*** Opening of Source data ***

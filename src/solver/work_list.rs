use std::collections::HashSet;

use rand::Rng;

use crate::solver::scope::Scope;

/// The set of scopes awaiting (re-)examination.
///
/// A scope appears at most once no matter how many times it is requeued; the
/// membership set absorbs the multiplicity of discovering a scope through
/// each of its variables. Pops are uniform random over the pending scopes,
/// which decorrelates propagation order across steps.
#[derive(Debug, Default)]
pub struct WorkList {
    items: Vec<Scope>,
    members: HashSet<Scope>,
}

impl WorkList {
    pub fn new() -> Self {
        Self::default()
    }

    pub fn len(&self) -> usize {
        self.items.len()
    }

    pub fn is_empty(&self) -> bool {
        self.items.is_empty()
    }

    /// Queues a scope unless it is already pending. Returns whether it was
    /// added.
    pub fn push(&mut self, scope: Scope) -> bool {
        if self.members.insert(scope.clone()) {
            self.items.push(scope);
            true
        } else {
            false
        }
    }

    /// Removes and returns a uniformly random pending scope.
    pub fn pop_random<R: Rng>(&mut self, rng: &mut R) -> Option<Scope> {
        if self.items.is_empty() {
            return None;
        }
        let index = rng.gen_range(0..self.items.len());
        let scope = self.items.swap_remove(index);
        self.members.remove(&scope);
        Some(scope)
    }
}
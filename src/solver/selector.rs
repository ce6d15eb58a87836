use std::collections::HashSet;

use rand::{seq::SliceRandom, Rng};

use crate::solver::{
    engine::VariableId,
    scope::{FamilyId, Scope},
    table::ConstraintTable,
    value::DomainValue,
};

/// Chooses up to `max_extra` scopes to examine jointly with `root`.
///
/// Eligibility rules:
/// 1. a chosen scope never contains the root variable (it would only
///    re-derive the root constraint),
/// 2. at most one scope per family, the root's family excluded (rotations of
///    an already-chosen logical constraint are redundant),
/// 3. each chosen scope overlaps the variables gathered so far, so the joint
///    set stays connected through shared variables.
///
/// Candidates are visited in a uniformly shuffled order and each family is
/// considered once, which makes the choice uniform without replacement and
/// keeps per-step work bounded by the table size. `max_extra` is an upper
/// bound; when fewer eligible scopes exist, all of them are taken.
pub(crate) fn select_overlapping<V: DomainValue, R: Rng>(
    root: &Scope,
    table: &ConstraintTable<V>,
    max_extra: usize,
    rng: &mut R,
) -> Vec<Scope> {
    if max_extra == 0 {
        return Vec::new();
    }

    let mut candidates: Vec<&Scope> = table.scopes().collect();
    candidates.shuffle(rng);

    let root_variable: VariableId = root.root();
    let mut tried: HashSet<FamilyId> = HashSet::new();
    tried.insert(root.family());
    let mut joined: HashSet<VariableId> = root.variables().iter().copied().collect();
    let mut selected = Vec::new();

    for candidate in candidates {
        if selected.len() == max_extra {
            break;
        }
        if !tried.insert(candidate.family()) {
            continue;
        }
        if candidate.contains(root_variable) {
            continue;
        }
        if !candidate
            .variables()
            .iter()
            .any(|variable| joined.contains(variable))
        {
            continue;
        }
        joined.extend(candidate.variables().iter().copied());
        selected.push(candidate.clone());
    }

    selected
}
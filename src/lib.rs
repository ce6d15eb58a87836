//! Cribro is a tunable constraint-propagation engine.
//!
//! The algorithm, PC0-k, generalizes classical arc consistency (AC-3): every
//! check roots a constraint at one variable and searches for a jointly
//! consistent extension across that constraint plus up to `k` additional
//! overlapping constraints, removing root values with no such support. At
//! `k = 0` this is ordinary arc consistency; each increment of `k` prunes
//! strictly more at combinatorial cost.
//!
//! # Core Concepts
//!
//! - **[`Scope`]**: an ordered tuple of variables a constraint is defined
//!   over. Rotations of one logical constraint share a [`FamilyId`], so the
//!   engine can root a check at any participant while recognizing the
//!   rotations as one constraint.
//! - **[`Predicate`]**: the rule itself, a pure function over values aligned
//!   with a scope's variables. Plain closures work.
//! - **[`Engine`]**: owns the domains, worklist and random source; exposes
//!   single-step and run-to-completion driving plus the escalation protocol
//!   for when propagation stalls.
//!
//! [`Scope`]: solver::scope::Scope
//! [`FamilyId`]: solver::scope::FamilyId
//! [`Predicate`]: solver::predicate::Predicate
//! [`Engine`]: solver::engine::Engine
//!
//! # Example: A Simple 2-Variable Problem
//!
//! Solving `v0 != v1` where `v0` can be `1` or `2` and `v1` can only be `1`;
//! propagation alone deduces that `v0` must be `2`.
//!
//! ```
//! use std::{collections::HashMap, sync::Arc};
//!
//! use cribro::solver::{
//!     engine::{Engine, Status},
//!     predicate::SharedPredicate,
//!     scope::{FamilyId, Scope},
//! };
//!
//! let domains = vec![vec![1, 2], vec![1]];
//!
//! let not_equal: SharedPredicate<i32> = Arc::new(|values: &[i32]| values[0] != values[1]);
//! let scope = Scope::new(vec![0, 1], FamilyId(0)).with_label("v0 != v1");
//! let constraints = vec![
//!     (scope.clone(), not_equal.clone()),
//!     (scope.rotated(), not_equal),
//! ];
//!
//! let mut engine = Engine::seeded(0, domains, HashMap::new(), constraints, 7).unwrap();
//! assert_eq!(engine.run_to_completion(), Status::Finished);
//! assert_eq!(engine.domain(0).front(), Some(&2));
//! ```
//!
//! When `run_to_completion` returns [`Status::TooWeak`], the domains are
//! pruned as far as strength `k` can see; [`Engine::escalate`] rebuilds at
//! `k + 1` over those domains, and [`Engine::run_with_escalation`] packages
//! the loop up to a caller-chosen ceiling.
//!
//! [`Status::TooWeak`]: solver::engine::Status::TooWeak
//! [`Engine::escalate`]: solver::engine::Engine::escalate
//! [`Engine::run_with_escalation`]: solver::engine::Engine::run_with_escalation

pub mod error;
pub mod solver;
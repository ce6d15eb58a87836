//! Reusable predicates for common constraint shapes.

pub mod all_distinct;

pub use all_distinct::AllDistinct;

*** Close of Source data ***
*** Opening of Source data ***

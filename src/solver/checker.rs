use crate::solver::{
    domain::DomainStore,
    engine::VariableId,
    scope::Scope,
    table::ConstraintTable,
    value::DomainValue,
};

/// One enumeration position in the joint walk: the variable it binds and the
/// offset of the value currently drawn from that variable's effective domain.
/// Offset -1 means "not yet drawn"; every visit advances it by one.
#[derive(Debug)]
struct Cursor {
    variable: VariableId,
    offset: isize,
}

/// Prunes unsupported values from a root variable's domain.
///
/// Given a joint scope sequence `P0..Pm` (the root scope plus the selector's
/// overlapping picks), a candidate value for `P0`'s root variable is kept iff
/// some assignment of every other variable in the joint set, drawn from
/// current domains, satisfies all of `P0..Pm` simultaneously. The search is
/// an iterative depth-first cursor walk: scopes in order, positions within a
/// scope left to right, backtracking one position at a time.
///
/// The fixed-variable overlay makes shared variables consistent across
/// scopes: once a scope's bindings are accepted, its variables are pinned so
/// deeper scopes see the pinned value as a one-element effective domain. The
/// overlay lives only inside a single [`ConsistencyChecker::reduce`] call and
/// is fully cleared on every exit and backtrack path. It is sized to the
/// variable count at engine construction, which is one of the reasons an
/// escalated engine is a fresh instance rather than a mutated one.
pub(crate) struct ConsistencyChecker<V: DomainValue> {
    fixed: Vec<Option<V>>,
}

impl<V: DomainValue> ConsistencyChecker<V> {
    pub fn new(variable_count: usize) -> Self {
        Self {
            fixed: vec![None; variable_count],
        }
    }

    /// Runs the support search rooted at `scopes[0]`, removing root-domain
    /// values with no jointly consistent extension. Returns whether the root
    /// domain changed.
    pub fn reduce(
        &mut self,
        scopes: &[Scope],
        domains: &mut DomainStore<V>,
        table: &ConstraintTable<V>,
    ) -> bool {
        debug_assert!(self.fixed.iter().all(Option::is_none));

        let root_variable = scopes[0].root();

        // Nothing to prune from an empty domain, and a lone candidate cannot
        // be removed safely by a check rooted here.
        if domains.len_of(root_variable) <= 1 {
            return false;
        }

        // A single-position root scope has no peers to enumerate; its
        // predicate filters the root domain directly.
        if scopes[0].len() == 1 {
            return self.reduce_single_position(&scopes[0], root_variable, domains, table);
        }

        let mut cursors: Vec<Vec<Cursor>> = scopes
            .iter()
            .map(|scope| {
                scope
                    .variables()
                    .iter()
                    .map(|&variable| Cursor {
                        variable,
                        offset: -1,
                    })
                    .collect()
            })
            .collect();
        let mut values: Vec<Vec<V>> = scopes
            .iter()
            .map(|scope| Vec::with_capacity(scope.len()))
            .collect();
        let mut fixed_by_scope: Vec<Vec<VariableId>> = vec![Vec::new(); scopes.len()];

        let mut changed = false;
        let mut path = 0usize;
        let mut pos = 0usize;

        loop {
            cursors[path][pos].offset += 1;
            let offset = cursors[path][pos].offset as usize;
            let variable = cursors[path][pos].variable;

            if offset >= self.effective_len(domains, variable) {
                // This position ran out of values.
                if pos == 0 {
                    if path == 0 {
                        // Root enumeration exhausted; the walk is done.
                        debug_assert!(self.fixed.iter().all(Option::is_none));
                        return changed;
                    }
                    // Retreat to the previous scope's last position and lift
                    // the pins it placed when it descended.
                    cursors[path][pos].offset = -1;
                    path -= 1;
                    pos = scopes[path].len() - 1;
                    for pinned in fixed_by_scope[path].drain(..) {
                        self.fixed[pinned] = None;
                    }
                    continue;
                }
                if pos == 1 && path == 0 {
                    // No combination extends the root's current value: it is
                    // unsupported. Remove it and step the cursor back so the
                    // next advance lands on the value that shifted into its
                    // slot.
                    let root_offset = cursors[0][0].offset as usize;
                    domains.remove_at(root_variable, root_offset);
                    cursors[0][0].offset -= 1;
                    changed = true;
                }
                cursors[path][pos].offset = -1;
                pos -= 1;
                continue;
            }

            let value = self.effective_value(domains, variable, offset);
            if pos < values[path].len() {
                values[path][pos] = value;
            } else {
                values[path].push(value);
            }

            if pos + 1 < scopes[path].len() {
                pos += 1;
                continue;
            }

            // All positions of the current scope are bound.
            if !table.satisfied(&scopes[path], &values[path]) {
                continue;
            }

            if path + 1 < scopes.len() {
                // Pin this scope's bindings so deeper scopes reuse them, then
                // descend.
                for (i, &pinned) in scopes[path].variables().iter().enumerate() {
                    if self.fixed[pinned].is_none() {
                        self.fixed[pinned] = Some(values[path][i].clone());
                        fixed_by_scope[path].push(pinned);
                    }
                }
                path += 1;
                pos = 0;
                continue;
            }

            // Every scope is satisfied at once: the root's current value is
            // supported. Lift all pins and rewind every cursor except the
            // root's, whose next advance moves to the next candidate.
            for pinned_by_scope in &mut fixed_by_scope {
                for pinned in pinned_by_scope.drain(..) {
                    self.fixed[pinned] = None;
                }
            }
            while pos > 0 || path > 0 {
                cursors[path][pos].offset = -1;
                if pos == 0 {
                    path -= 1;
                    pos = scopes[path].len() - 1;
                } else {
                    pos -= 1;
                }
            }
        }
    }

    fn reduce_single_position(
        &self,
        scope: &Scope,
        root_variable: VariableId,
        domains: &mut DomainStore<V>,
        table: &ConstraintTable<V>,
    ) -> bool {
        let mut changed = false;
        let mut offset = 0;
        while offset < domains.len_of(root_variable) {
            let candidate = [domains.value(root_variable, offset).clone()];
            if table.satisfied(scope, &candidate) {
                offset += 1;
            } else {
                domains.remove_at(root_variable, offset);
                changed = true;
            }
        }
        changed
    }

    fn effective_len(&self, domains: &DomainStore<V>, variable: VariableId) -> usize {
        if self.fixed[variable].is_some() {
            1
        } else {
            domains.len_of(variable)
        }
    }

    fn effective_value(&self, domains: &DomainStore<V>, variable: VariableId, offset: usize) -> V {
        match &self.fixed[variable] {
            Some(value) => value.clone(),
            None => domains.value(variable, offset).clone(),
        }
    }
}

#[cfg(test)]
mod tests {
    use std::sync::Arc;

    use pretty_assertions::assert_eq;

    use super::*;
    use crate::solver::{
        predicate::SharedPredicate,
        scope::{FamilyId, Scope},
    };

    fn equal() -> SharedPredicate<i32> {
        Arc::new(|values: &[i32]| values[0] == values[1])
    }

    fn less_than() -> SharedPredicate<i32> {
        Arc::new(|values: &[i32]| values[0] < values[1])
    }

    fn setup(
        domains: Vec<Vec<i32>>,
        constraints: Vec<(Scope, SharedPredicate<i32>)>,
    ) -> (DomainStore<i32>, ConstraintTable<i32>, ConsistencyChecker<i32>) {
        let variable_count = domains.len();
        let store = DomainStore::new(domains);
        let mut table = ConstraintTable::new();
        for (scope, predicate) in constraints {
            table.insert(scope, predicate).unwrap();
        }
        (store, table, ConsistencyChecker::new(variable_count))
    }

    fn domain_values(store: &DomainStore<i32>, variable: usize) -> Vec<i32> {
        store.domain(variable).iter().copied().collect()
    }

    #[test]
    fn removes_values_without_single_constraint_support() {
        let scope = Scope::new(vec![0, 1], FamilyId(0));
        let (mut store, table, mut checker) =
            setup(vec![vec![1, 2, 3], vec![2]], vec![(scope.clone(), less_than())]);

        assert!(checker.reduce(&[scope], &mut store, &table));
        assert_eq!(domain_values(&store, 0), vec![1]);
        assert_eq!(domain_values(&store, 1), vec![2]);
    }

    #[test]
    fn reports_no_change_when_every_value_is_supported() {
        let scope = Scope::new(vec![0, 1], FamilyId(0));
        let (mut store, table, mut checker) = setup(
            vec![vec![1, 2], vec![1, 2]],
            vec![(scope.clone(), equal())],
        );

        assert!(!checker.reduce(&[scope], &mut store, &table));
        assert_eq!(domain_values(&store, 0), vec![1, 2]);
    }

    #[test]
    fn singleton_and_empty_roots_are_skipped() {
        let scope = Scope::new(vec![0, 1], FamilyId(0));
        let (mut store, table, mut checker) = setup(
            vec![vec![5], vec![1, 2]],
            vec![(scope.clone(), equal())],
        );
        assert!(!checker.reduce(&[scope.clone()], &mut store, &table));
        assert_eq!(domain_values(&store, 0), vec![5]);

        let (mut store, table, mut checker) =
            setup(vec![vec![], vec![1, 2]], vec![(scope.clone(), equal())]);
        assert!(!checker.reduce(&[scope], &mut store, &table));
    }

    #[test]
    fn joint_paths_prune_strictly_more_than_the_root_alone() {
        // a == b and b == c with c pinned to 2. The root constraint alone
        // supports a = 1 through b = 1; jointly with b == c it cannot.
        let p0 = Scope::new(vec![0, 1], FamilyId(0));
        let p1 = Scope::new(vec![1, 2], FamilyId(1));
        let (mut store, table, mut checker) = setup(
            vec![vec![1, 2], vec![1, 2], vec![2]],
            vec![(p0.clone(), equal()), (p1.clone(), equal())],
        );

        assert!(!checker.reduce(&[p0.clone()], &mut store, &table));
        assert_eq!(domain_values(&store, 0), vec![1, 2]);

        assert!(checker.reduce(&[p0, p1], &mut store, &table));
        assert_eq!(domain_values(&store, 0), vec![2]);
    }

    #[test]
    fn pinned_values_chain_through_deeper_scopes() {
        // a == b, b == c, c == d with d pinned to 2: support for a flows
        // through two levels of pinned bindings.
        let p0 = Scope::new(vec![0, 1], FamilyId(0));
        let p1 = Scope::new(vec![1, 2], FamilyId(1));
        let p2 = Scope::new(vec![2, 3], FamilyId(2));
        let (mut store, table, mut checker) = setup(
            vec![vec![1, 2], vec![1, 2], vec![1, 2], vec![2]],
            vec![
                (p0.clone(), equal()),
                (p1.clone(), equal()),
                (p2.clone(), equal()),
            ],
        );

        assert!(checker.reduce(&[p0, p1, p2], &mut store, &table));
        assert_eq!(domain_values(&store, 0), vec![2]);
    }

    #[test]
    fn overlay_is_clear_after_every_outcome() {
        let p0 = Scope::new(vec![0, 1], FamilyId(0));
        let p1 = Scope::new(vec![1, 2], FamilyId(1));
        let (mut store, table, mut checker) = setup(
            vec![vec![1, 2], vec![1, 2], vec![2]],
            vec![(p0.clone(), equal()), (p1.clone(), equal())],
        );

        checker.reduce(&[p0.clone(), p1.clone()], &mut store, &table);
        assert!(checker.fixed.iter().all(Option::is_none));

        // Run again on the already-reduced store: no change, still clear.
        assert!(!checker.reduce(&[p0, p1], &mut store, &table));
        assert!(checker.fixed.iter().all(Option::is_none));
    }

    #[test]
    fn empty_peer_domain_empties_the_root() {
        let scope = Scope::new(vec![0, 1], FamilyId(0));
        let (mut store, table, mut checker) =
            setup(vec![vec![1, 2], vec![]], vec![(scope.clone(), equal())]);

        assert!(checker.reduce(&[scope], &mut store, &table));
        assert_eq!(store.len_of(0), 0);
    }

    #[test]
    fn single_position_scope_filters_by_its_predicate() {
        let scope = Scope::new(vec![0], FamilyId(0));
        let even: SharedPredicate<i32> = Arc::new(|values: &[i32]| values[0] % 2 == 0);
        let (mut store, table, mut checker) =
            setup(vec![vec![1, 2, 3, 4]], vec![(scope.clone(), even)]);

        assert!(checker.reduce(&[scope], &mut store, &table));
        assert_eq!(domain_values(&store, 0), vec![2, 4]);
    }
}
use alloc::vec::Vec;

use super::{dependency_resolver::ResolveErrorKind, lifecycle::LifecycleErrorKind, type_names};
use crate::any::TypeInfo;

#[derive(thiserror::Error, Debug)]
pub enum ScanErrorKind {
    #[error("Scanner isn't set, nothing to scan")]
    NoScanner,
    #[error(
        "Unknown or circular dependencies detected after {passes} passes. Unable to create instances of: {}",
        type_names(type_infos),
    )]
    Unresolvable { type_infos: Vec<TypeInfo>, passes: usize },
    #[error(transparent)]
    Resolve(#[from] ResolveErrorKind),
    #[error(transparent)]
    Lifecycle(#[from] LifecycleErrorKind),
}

*** Close of Source data ***
*** Opening of Source data ***

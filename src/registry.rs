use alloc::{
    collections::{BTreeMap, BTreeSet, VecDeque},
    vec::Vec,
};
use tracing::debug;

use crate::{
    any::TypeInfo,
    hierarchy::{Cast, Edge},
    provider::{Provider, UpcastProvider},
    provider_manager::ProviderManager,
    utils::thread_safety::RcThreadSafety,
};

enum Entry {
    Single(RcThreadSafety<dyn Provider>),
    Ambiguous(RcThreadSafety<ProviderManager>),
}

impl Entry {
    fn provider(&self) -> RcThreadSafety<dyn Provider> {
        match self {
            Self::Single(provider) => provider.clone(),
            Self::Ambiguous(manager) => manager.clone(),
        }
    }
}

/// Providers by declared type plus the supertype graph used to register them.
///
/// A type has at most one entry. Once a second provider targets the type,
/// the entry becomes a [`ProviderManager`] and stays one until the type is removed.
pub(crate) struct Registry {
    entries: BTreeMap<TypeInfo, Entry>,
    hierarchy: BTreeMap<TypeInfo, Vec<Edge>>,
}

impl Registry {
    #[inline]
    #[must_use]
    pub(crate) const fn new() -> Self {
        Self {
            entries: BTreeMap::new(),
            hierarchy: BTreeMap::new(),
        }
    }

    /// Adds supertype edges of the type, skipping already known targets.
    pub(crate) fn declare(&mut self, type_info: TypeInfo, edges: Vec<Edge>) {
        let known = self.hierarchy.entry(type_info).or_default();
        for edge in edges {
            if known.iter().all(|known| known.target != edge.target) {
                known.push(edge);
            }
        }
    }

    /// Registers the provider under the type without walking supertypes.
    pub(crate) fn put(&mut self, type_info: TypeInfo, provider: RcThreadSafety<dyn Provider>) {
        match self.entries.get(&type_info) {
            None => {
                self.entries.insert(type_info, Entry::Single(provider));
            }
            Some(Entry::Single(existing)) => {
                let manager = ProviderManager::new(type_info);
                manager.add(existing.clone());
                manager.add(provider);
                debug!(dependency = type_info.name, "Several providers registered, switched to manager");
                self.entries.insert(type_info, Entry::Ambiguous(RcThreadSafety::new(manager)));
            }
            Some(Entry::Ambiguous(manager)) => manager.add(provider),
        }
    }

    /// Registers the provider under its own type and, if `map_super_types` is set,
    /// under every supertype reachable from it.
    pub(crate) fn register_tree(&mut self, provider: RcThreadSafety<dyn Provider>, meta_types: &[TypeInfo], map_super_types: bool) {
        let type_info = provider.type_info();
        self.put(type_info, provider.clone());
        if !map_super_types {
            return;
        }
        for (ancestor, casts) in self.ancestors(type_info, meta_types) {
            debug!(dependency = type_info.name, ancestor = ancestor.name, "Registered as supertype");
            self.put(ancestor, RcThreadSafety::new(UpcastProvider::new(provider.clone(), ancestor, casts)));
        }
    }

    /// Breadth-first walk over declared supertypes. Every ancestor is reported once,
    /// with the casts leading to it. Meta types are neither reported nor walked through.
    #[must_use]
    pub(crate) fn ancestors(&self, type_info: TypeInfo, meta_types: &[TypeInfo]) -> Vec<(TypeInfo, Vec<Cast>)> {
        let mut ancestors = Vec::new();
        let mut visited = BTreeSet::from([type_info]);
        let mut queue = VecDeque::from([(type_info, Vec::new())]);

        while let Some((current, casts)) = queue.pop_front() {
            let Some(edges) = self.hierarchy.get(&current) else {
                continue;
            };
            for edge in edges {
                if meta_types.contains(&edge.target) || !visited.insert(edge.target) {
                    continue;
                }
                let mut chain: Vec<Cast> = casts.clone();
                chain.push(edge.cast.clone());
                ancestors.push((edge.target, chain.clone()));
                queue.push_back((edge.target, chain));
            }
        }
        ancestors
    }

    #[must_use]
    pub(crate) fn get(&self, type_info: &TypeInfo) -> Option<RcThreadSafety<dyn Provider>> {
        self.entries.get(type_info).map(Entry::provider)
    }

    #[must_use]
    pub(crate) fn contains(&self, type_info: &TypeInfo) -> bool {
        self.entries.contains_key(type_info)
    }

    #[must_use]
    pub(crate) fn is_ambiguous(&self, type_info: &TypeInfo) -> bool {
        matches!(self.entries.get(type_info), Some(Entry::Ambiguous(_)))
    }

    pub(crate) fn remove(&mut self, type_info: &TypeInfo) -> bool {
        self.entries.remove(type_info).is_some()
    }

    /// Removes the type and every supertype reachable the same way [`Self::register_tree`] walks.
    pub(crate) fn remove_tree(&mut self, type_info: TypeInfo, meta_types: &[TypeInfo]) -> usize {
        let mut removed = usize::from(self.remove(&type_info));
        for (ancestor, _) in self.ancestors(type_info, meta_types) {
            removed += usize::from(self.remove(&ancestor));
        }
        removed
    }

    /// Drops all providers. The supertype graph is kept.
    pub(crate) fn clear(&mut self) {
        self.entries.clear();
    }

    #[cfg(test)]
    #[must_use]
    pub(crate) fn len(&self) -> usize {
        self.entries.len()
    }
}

*** Close of Source data ***

▸ **Your goal**
Quote the listing above, but only from the line that shows "filename src/solver/work_list.rs" through the line that shows "pub fn is_empty(&self)".

▸ **Result of the exercise**
filename src/solver/work_list.rs
use std::collections::HashSet;

use rand::Rng;

use crate::solver::scope::Scope;

/// The set of scopes awaiting (re-)examination.
///
/// A scope appears at most once no matter how many times it is requeued; the
/// membership set absorbs the multiplicity of discovering a scope through
/// each of its variables. Pops are uniform random over the pending scopes,
/// which decorrelates propagation order across steps.
#[derive(Debug, Default)]
pub struct WorkList {
    items: Vec<Scope>,
    members: HashSet<Scope>,
}

impl WorkList {
    pub fn new() -> Self {
        Self::default()
    }

    pub fn len(&self) -> usize {
        self.items.len()
    }

    pub fn is_empty(&self) -> bool {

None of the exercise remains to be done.